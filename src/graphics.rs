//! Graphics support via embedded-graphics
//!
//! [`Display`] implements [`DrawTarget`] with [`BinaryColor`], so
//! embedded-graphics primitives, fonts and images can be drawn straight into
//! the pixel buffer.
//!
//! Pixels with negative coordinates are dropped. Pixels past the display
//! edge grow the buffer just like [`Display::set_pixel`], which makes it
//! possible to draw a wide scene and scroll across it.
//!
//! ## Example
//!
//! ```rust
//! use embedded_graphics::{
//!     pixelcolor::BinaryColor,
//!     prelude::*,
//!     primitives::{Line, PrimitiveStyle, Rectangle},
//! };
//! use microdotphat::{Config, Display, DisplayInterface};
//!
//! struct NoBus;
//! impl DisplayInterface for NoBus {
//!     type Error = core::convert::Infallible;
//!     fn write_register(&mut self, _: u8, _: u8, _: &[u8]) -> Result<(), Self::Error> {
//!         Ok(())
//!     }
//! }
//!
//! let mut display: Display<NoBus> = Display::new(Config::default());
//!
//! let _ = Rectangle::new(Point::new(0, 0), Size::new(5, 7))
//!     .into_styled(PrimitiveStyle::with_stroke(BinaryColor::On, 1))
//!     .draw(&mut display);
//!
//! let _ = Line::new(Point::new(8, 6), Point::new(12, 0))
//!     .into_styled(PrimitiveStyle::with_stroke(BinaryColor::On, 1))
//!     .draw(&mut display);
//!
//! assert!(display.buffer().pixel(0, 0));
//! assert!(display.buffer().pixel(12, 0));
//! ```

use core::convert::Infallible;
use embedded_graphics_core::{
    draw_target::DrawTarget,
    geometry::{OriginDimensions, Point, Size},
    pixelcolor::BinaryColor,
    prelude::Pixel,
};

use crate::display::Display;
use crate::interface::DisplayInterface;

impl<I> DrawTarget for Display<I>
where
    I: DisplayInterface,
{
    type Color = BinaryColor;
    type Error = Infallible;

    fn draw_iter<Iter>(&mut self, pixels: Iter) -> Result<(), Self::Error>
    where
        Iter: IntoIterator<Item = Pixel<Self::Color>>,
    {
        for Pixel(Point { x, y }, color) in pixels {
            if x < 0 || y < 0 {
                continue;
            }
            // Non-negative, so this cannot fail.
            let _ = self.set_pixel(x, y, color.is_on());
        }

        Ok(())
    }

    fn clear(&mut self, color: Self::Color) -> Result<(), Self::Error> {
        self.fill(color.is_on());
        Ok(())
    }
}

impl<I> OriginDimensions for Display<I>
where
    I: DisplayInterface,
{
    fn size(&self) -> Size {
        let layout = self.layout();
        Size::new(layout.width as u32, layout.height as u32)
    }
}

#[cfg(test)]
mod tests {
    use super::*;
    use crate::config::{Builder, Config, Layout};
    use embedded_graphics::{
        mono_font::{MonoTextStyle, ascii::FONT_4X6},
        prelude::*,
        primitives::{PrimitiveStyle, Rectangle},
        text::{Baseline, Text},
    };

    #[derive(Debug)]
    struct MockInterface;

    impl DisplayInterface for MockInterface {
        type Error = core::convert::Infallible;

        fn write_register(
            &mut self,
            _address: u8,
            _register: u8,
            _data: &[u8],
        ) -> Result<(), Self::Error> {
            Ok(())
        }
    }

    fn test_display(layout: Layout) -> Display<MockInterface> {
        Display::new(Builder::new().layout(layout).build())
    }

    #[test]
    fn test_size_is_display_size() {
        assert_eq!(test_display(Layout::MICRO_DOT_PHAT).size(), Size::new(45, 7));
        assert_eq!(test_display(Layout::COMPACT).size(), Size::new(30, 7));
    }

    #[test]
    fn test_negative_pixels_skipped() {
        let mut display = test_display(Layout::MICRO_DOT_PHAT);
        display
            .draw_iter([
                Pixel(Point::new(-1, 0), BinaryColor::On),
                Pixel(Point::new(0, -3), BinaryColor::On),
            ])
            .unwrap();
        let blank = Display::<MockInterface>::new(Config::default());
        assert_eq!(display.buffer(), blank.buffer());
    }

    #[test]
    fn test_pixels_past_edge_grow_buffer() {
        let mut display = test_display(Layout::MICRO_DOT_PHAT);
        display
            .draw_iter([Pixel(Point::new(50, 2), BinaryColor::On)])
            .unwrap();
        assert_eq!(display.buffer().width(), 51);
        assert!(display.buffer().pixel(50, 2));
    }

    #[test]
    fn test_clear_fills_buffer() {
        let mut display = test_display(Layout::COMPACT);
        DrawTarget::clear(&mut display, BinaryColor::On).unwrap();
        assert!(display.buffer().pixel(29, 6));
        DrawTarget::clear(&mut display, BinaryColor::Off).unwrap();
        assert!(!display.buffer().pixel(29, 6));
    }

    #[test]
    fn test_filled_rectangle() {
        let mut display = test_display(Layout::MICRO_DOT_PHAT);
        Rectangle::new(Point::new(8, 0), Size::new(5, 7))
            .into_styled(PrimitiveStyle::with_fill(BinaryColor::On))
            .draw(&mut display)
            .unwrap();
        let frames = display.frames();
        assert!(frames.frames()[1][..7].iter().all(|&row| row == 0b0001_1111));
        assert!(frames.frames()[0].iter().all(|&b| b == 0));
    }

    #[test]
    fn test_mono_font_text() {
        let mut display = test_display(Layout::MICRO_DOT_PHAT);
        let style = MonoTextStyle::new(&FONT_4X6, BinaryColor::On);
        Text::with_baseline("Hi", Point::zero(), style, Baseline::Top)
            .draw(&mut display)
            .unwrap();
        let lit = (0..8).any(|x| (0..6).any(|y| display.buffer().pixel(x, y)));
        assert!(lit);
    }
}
******
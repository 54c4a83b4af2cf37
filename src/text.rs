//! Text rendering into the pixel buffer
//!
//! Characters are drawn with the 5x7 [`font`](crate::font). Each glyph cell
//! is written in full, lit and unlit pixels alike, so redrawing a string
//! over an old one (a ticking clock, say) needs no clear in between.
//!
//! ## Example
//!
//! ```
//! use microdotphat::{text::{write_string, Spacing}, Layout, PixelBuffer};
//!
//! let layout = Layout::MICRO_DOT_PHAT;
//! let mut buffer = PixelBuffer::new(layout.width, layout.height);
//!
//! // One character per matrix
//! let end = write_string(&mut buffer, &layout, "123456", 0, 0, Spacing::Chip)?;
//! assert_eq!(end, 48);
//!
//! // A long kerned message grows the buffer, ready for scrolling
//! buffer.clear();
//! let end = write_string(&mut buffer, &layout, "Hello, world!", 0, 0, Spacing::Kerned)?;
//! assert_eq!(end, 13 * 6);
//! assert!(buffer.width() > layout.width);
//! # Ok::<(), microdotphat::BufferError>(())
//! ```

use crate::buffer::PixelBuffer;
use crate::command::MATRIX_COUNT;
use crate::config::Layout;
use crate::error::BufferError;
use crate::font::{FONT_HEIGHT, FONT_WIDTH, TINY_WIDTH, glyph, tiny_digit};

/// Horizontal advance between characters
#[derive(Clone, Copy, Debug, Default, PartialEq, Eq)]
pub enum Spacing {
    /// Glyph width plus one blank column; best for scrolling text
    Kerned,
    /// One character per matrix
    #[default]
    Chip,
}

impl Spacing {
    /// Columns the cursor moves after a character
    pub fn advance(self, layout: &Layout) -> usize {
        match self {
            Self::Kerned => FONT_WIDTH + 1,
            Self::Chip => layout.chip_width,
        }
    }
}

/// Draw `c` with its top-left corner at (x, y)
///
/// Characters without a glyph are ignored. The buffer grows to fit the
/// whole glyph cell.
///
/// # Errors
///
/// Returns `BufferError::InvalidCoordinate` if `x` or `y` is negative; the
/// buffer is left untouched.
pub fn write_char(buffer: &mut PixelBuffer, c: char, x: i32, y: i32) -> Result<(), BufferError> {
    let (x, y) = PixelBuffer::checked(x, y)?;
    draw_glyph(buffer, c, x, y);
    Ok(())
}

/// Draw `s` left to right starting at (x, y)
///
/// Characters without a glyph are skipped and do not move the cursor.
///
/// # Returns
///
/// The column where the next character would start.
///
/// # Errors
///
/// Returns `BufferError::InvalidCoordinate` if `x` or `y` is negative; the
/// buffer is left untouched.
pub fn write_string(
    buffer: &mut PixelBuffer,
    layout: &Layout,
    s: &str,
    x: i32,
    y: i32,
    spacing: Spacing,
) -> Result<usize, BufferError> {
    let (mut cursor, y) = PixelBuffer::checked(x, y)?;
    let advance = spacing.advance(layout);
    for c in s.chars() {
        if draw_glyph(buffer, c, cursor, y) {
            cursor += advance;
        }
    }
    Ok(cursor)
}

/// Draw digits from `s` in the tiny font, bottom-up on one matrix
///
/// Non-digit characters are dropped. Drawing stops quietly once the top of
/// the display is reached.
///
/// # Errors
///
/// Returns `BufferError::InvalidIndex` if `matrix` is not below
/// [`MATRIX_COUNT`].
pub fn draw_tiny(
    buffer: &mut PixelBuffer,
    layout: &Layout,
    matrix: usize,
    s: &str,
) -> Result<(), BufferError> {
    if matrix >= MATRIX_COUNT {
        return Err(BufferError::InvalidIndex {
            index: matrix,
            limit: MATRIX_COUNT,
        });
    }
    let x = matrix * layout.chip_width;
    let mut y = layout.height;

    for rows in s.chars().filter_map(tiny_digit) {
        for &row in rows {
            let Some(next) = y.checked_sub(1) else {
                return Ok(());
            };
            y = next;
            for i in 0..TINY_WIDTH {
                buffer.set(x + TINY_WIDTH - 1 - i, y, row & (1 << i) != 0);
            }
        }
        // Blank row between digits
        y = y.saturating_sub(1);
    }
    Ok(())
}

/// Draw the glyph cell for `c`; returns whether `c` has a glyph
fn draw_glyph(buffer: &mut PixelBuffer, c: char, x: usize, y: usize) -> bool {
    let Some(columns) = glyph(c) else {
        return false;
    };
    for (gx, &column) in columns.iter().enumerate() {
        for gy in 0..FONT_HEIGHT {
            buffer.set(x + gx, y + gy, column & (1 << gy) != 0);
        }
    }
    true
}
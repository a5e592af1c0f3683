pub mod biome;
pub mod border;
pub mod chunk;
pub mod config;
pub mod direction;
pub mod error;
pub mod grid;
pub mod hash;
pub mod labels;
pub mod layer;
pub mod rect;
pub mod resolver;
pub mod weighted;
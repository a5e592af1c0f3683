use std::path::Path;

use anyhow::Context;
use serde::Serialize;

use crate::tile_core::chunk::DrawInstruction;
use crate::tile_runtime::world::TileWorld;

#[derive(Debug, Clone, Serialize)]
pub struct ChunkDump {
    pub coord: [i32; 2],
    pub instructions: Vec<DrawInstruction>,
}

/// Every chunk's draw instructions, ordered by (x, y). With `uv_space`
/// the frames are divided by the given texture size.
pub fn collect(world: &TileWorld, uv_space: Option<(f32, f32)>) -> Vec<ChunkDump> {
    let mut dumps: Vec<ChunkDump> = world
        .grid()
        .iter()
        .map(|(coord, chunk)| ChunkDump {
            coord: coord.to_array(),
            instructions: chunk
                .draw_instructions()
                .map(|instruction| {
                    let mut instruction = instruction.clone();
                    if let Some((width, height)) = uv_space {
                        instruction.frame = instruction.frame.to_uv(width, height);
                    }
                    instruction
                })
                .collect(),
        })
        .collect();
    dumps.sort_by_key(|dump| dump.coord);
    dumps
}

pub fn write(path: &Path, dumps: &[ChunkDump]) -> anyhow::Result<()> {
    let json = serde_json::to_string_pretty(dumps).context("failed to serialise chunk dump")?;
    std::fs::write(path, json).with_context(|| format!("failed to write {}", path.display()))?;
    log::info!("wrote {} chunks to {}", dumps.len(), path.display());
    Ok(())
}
******
Task instructions | Using the data above, report how many lines include the string "MockInterface" and add nothing to the number.

Answer to this problem | 4